Dyvian: Why, thank you. Such confusion is delightful. (He smiles, spreading his fingers and resting his chin upon them to regard Quartz.) I do enjoy keeping people guessing. 

Quartz: Right. If I’ve got you here, I might as well interview Bloody Oriana. 

Dyvian: (allowing his smile to sober into something more serious) That sounds like an excellent idea. 

Quartz: What??!!  (He splutters for a moment, gazing at Dyvian in pure outrage.)

Dyvian: You’ve made Oriana your personal demon, Quartz. By bringing her here, questioning and confronting her, you’ll see she’s a character just like all the rest of us. Having her at your mercy at Secondary Characters Speak Out would give you a chance to lay your fears to rest. 

Quartz: I’m *not* afraid of her!! (He stands up to glower in all of his stubby height at his seated guest.)
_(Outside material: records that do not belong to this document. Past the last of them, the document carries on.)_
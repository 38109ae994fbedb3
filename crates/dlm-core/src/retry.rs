//! Shared backoff policy and error classification, used by [`crate::worker`]
//! for segment retries and by [`crate::probe`] for HEAD/range-probe retries.

use std::time::Duration;

/// Exponential backoff with a cap, matching §4.3 step 4:
/// `250ms * 2^attempt`, capped at 30s, ±20% jitter.
#[derive(Debug, Clone, Copy)]
pub struct RetryPolicy {
    pub max_attempts: u32,
    pub base_delay: Duration,
    pub max_delay: Duration,
}

impl Default for RetryPolicy {
    fn default() -> Self {
        Self {
            max_attempts: 10,
            base_delay: Duration::from_millis(250),
            max_delay: Duration::from_secs(30),
        }
    }
}

#[derive(Debug, Clone, Copy, PartialEq, Eq)]
pub enum RetryDecision {
    NoRetry,
    RetryAfter(Duration),
}

/// Classification of a transport failure, independent of which leg
/// (worker segment fetch, probe) produced it.
#[derive(Debug, Clone, Copy, PartialEq, Eq)]
pub enum ErrorKind {
    Timeout,
    Throttled,
    Connection,
    Http5xx(u16),
    Other,
}

impl RetryPolicy {
    /// `attempt` is 1-based (the attempt that just failed).
    pub fn decide(&self, attempt: u32, kind: ErrorKind) -> RetryDecision {
        if attempt >= self.max_attempts {
            return RetryDecision::NoRetry;
        }
        if matches!(kind, ErrorKind::Other) {
            // Non-retryable classification (e.g. 4xx other than 408/429):
            // callers should have already filtered this out via
            // `classify_http_status`, but be defensive.
            return RetryDecision::NoRetry;
        }
        let exp = 2u32.saturating_pow(attempt.saturating_sub(1));
        let raw = self.base_delay.saturating_mul(exp);
        let capped = raw.min(self.max_delay);
        RetryDecision::RetryAfter(capped)
    }
}

/// Apply ±20% jitter to a computed delay. Separate from `decide` so tests
/// can assert on the un-jittered backoff curve.
pub fn jitter(delay: Duration, jitter_fraction: f64, random_unit: f64) -> Duration {
    // random_unit in [0,1) maps to a multiplier in
    // [1 - jitter_fraction, 1 + jitter_fraction].
    let factor = 1.0 - jitter_fraction + 2.0 * jitter_fraction * random_unit;
    Duration::from_secs_f64((delay.as_secs_f64() * factor).max(0.0))
}

pub fn classify_http_status(status: u32) -> ErrorKind {
    match status {
        429 | 503 => ErrorKind::Throttled,
        408 => ErrorKind::Timeout,
        500..=599 => ErrorKind::Http5xx(status as u16),
        _ => ErrorKind::Other,
    }
}

/// §4.1: retryable transport error kinds are
/// `Resolve/Connect/Tls/Timeout/ServerClosed` and 5xx; `RangeRejected` and
/// 4xx (except 408/429) are not.
pub fn classify_curl_error(err: &curl::Error) -> ErrorKind {
    if err.is_operation_timedout() {
        ErrorKind::Timeout
    } else if err.is_couldnt_connect()
        || err.is_couldnt_resolve_host()
        || err.is_couldnt_resolve_proxy()
        || err.is_ssl_connect_error()
        || err.is_recv_error()
        || err.is_send_error()
        || err.is_got_nothing()
    {
        ErrorKind::Connection
    } else {
        ErrorKind::Other
    }
}
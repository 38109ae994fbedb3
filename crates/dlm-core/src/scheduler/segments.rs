//! Segment-count selection (§4.5 invariant: segments partition `[0,
//! total_size)` exactly when resumable and size is known; otherwise a
//! single open-ended segment).

use crate::config::EngineConfig;
use crate::model::Segment;

/// Adaptive count within `[min_segments, max_segments]`, further capped by
/// the job's own `max_connections` and by `total_size` itself (never split
/// a file into more segments than bytes).
pub(super) fn choose_segment_count(total_size: u64, max_connections: usize, cfg: &EngineConfig) -> usize {
    let by_hint = (total_size / cfg.segment_size_hint_bytes.max(1)).max(1) as usize;
    let n = by_hint.clamp(cfg.min_segments.max(1), cfg.max_segments.max(1));
    n.min(max_connections.max(1)).min(total_size.max(1) as usize)
}

/// Builds the frozen segment set for a job once Probe has run (§4.5: "the
/// set of segments is frozen at job admission").
pub(super) fn plan_segments(total_size: Option<u64>, resumable: bool, max_connections: usize, cfg: &EngineConfig) -> Vec<Segment> {
    match (resumable, total_size) {
        (true, Some(size)) if size > 0 => {
            let count = choose_segment_count(size, max_connections, cfg);
            let base = size / count as u64;
            let remainder = size % count as u64;
            let mut segments = Vec::with_capacity(count);
            let mut start = 0u64;
            for i in 0..count {
                let extra = if (i as u64) < remainder { 1 } else { 0 };
                let end = start + base + extra;
                segments.push(Segment::new_range(i, start, end));
                start = end;
            }
            segments
        }
        // Unknown size or non-resumable: exactly one open-ended segment
        // (end == 0 is the sentinel the Worker reads as "no upper bound").
        _ => vec![Segment::new_range(0, 0, 0)],
    }
}

#[cfg(test)]
mod tests {
    use super::*;

    fn cfg() -> EngineConfig {
        let mut c = EngineConfig::default();
        c.min_segments = 4;
        c.max_segments = 16;
        c.segment_size_hint_bytes = 1024;
        c
    }

    #[test]
    fn plan_segments_partitions_exactly_with_no_overlap() {
        let segments = plan_segments(Some(10_000), true, 8, &cfg());
        let total: u64 = segments.iter().map(|s| s.range_len()).sum();
        assert_eq!(total, 10_000);
        for w in segments.windows(2) {
            assert_eq!(w[0].end, w[1].start);
        }
        assert_eq!(segments[0].start, 0);
        assert_eq!(segments.last().unwrap().end, 10_000);
    }

    #[test]
    fn plan_segments_single_open_ended_when_not_resumable() {
        let segments = plan_segments(Some(10_000), false, 8, &cfg());
        assert_eq!(segments.len(), 1);
        assert_eq!(segments[0].end, 0);
    }

    #[test]
    fn plan_segments_single_open_ended_when_size_unknown() {
        let segments = plan_segments(None, true, 8, &cfg());
        assert_eq!(segments.len(), 1);
    }

    #[test]
    fn choose_segment_count_never_exceeds_max_connections() {
        let n = choose_segment_count(100_000_000, 2, &cfg());
        assert!(n <= 2);
    }

    #[test]
    fn choose_segment_count_never_exceeds_total_size() {
        let n = choose_segment_count(3, 8, &cfg());
        assert!(n <= 3);
    }
}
Dyvian: (with maddening reason) Why are you shouting?

Quartz: Because I’m furious, no outraged at the very suggestion! Me, afraid of that inept witch who can’t even retract her own curses? She’s a petty, irresponsible selfish excuse for a witch and a queen! Why would anyone be afraid of her, let alone me?

Dyvian: Because she had a hold over your precious Fairest’s heart, even when she was far away. Because she took away the human girl you came to regard as your own daughter, took her away somewhere, so all that remained was an empty shell of what she’d been. (All traces of amusement disappear from his face.) She had power of the worst sort, the power to steal away someone dear to you, even if she no longer wields it. (All traces of amusement disappear from his face.) You’re fortunate she no longer has that power. 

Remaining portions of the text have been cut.